Renault voulait étouffer l’affaire d’espionnage en douceur. C’est ce qu’affirment les agents de la DCRI, dans une note de deux pages adressée à Brice Hortefeux. Elle a été rédigée le 7 janvier, à la suite de la rencontre d’un sous-directeur du service de contre-espionnage avec des dirigeants de Renault. Egalement destinataire de cette note, le ministre de l’Industrie, Eric Besson, a fait passé un sale quart d’heure vendredi, au numéro 2 du groupe, Patrick Pélata. « Ça a été viril », affirme un témoin.
Le ministre était particulièrement énervé d’avoir été baladé trois jours auparavant, lors de sa longue visite au technopôle de Renault, à Guyancourt. Les futures voitures électriques du groupe lui avaient alors été présentées, mais personne ne lui avait soufflé un mot sur l’affaire des fuites. Ils avaient pourtant pris soin, lundi, veille de la visite, de virer en express les trois hauts cadres soupçonnés d’espionnage. Pour éviter de les retrouver en photo à côté du ministre ?. L’adjoint du directeur du projet « Véhicule électrique » de Renault, qui fait partie des suspects, aurait en effet dû accueillir Besson. On imagine la tête du ministre s’il avait appris, quelques semaines plus tard, que sa visite avait peut-être été cornaquée par un dangereux espion.
C’est le refus d’un des cadres de se laisser expulser tranquillement de son bureau, et cela devant des centaines de collègues, qui a contraint Renault à révéler l’affaire dans un communiqué, mercredi 5 janvier. Le ministre lui n’a été prévenu que deux heures avant la publication par Patrick Pélata. L’Etat détient pourtant 15 % du capital du groupe. « Renault a passé son temps à faire de la rétention d’informations. On a l’impression qu’ils ont cherché à nous enfumer », soupire un connaisseur du dossier. « Ils voulaient clairement étouffer l’affaire en interne par une transaction amiable ». Comme la bonne vieille tradition des banques. Quand un employé indélicat se fait prendre, on le vire en douceur pour ne pas ternir la réputation de la maison…
Lorsque les dirigeants du groupe ont découvert l’affaire fin août, grâce à la dénonciation d’un autre salarié, ils ont saisi une officine privée, dont Renault refuse de donner le nom.
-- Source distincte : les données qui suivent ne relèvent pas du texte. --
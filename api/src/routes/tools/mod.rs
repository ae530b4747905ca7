//! Remote-callable tools: a plain JSON list/call pair over HTTP.

pub mod call_tool_route;
pub mod list_tools_route;
pub mod tool_catalog;
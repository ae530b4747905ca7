pub mod components;
pub mod demo_route;
pub mod generate;
pub mod health_route;
pub mod inspect;
pub mod tools;

use axum::http::HeaderMap;
use tracing::debug;

/// Logs the caller-supplied `X-Request-Id`, if any.
pub(crate) fn trace_request_id(headers: &HeaderMap) {
    if let Some(id) = headers.get("X-Request-Id").and_then(|h| h.to_str().ok()) {
        debug!(%id, "request id attached");
    }
}
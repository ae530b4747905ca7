pub mod core;
pub mod error_handler;
mod middleware_layer;
mod routes;

use std::sync::Arc;

use axum::{
    Router, middleware,
    routing::{get, post},
};
use tokio::{net::TcpListener, signal};
use tracing::{error, info};

use crate::{
    core::app_state::AppState,
    error_handler::AppError,
    middleware_layer::json_extractor::json_error_mapper,
    routes::{
        components::list_components_route::list_components_route,
        demo_route::demo_page,
        generate::generate_code_route::generate_code_route,
        health_route::health,
        inspect::inspect_node_route::inspect_node_route,
        tools::{call_tool_route::call_tool_route, list_tools_route::list_tools_route},
    },
};

/// Full application router over the given state.
pub fn router(state: Arc<AppState>) -> Router {
    Router::new()
        .route("/", get(demo_page))
        .route("/health", get(health))
        .route("/api/inspect", post(inspect_node_route))
        .route("/api/generate", post(generate_code_route))
        .route("/api/files/{file_key}/components", get(list_components_route))
        .route("/tools", get(list_tools_route))
        .route("/tools/call", post(call_tool_route))
        .fallback(|| async { AppError::NotFound })
        .layer(middleware::from_fn(json_error_mapper))
        .with_state(state)
}

/// Loads state from the environment and serves until Ctrl+C.
pub async fn start() -> Result<(), AppError> {
    let state = AppState::from_env().map_err(AppError::Startup)?;
    serve(Arc::new(state)).await
}

pub async fn serve(state: Arc<AppState>) -> Result<(), AppError> {
    let addr = state.api_address.clone();
    let listener = TcpListener::bind(&addr)
        .await
        .map_err(|source| AppError::Bind {
            addr: addr.clone(),
            source,
        })?;

    info!(
        %addr,
        figma_token_configured = state.figma.has_token(),
        "figma codegen api listening"
    );

    axum::serve(listener, router(state))
        .with_graceful_shutdown(shutdown_signal())
        .await
        .map_err(AppError::Server)?;

    info!("server stopped");
    Ok(())
}

/// Resolves when Ctrl+C is pressed.
async fn shutdown_signal() {
    if let Err(e) = signal::ctrl_c().await {
        error!(error = %e, "failed to listen for shutdown signal");
        std::future::pending::<()>().await;
    }
}
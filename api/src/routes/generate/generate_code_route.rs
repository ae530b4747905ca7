use std::sync::Arc;

use axum::{
    extract::{Json, State},
    http::HeaderMap,
    response::Response,
};
use figma_context_engine::{GenerateRequest, run_generate};
use tracing::instrument;

use crate::{
    core::{app_state::AppState, http::response_envelope::ok},
    error_handler::AppResult,
    routes::trace_request_id,
};

/// `POST /api/generate`: render HTML or a React component for a named node.
///
/// `target` defaults to `html`; `document: true` wraps HTML in a full page.
#[instrument(
    name = "generate_code_route",
    skip(state, headers, body),
    fields(
        file_key = %body.node.file_key,
        node = %body.node.node_name,
        target = %body.target
    )
)]
pub async fn generate_code_route(
    State(state): State<Arc<AppState>>,
    headers: HeaderMap,
    Json(body): Json<GenerateRequest>,
) -> AppResult<Response> {
    trace_request_id(&headers);

    let generated = run_generate(&state.figma, &body).await?;
    Ok(ok(generated))
}
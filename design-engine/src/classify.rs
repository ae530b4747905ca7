//! Heuristic component-type detection.
//!
//! Two tiers, evaluated in order:
//! 1. name keywords (case-insensitive substring match), first hit wins;
//! 2. visual traits, only when the name says nothing.
//!
//! The visual tier has no rule for inputs: an input is only ever detected by
//! its name.

use serde::{Deserialize, Serialize};

use crate::model::{DocumentNode, NodeKind};

/// Corner radius at or above which a node counts as rounded.
pub const ROUNDED_CORNER_THRESHOLD: f64 = 4.0;

/// Font weight at or above which label text counts as emphasized.
pub const BOLD_WEIGHT_THRESHOLD: f64 = 600.0;

const BUTTON_KEYWORDS: &[&str] = &["button", "btn"];
const TEXT_KEYWORDS: &[&str] = &["text", "label", "title", "heading"];
const INPUT_KEYWORDS: &[&str] = &["input", "textbox", "field"];

/// Semantic UI role inferred for a node.
#[derive(Debug, Clone, Copy, PartialEq, Eq, Hash, Serialize, Deserialize)]
#[serde(rename_all = "lowercase")]
pub enum ComponentType {
    Button,
    Text,
    Input,
}

impl ComponentType {
    pub fn as_str(self) -> &'static str {
        match self {
            ComponentType::Button => "button",
            ComponentType::Text => "text",
            ComponentType::Input => "input",
        }
    }
}

impl std::fmt::Display for ComponentType {
    fn fmt(&self, f: &mut std::fmt::Formatter<'_>) -> std::fmt::Result {
        f.write_str(self.as_str())
    }
}

/// Attributes derived during style extraction that the visual tier needs.
#[derive(Debug, Clone, Copy, PartialEq)]
pub struct VisualTraits {
    /// A visible solid first fill with a colour and non-zero opacity.
    pub has_background: bool,
    /// Resolved font weight (own or first TEXT descendant, default 400).
    pub font_weight: f64,
}

/// Classifies a node. Name keywords short-circuit the visual heuristics.
pub fn classify(node: &DocumentNode, traits: &VisualTraits) -> ComponentType {
    classify_by_name(&node.name).unwrap_or_else(|| classify_by_visuals(node, traits))
}

/// Name tier. `None` when no keyword group matches.
pub fn classify_by_name(name: &str) -> Option<ComponentType> {
    let lower = name.to_lowercase();
    let contains_any = |keywords: &[&str]| keywords.iter().any(|k| lower.contains(k));

    if contains_any(BUTTON_KEYWORDS) {
        Some(ComponentType::Button)
    } else if contains_any(TEXT_KEYWORDS) {
        Some(ComponentType::Text)
    } else if contains_any(INPUT_KEYWORDS) {
        Some(ComponentType::Input)
    } else {
        None
    }
}

/// Visual tier. Never yields [`ComponentType::Input`].
pub fn classify_by_visuals(node: &DocumentNode, traits: &VisualTraits) -> ComponentType {
    if node.is_text() {
        return ComponentType::Text;
    }
    if is_button_like(node, traits) {
        ComponentType::Button
    } else {
        ComponentType::Text
    }
}

/// FRAME, COMPONENT or INSTANCE.
pub fn is_frame(node: &DocumentNode) -> bool {
    matches!(
        node.kind,
        NodeKind::Frame | NodeKind::Component | NodeKind::Instance
    )
}

pub fn has_rounded_corners(node: &DocumentNode) -> bool {
    node.corner_radius.unwrap_or(0.0) >= ROUNDED_CORNER_THRESHOLD
}

pub fn has_border(node: &DocumentNode) -> bool {
    !node.strokes.is_empty()
}

pub fn has_bold_text(traits: &VisualTraits) -> bool {
    traits.font_weight >= BOLD_WEIGHT_THRESHOLD
}

/// A frame-like container with a visible surface and either rounded corners
/// or emphasized text.
pub fn is_button_like(node: &DocumentNode, traits: &VisualTraits) -> bool {
    is_frame(node)
        && (traits.has_background || has_border(node))
        && (has_rounded_corners(node) || has_bold_text(traits))
}

#[cfg(test)]
mod tests {
    use super::*;
    use crate::fixtures::node;
    use serde_json::json;

    const PLAIN: VisualTraits = VisualTraits {
        has_background: false,
        font_weight: 400.0,
    };
    const FILLED: VisualTraits = VisualTraits {
        has_background: true,
        font_weight: 400.0,
    };

    #[test]
    fn name_tier_precedence() {
        assert_eq!(classify_by_name("Submit Button"), Some(ComponentType::Button));
        assert_eq!(classify_by_name("BTN_primary"), Some(ComponentType::Button));
        assert_eq!(classify_by_name("Button label"), Some(ComponentType::Button));
        assert_eq!(classify_by_name("Heading 1"), Some(ComponentType::Text));
        assert_eq!(classify_by_name("Email Field"), Some(ComponentType::Input));
        assert_eq!(classify_by_name("search-input"), Some(ComponentType::Input));
        // "textbox" also contains "text", and the text group is checked first.
        assert_eq!(classify_by_name("Textbox"), Some(ComponentType::Text));
        assert_eq!(classify_by_name("Card"), None);
    }

    #[test]
    fn name_tier_short_circuits_visuals() {
        let n = node(json!({ "name": "Submit Button", "type": "TEXT" }));
        assert_eq!(classify(&n, &PLAIN), ComponentType::Button);

        let n = node(json!({ "name": "Password field", "type": "FRAME", "cornerRadius": 12 }));
        assert_eq!(classify(&n, &FILLED), ComponentType::Input);
    }

    #[test]
    fn bare_frame_is_text() {
        let n = node(json!({ "name": "Card", "type": "FRAME", "cornerRadius": 0 }));
        assert!(!is_button_like(&n, &PLAIN));
        assert_eq!(classify(&n, &PLAIN), ComponentType::Text);
    }

    #[test]
    fn filled_rounded_frame_is_button() {
        let n = node(json!({ "name": "Card", "type": "FRAME", "cornerRadius": 8 }));
        assert!(is_frame(&n));
        assert!(has_rounded_corners(&n));
        assert_eq!(classify(&n, &FILLED), ComponentType::Button);
    }

    #[test]
    fn border_and_bold_text_make_a_button() {
        let n = node(json!({
            "name": "Chip",
            "type": "INSTANCE",
            "strokes": [ { "type": "SOLID", "color": { "r": 0, "g": 0, "b": 0 } } ]
        }));
        let bold = VisualTraits {
            has_background: false,
            font_weight: 700.0,
        };
        assert!(has_border(&n));
        assert_eq!(classify(&n, &bold), ComponentType::Button);
        assert_eq!(classify(&n, &PLAIN), ComponentType::Text);
    }

    #[test]
    fn text_node_is_text_even_when_button_like() {
        let n = node(json!({ "name": "Caption", "type": "TEXT", "cornerRadius": 10 }));
        assert_eq!(classify_by_visuals(&n, &FILLED), ComponentType::Text);
    }

    #[test]
    fn non_frame_never_button_by_visuals() {
        let n = node(json!({ "name": "Shape", "type": "RECTANGLE", "cornerRadius": 16 }));
        assert_eq!(classify(&n, &FILLED), ComponentType::Text);
    }

    #[test]
    fn radius_threshold_is_inclusive() {
        let n = node(json!({ "name": "Box", "type": "COMPONENT", "cornerRadius": 4 }));
        assert_eq!(classify(&n, &FILLED), ComponentType::Button);
        let n = node(json!({ "name": "Box", "type": "COMPONENT", "cornerRadius": 3.9 }));
        assert_eq!(classify(&n, &FILLED), ComponentType::Text);
    }

    #[test]
    fn serializes_lowercase() {
        assert_eq!(serde_json::to_value(ComponentType::Input).unwrap(), json!("input"));
    }
}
Selon la note de la DCRI, cette enquête privée a révélé que deux des cadres avaient ouvert des comptes en suisse et au Liechtenstein. Lesquels avaient été alimentés par un producteur chinois d’électricité à hauteur de 130 000 euros pour l’un et de 500 000 euros pour l’autre, comme l’a écrit « Le Figaro » le 11 janvier. Un troisième cadre aurait bénéficié d’un versement mensuel de 5000 euros.
Pour justifier ce mutisme étonnant, un cadre de Renault explique : « Le groupe veut s’implanter en Chine, où, contrairement aux constructeurs mondiaux, il est absent. Dénoncer bruyamment une affaire d’espionnage industriel n’aurait pas été la meilleure manière d’entamer une négociation. »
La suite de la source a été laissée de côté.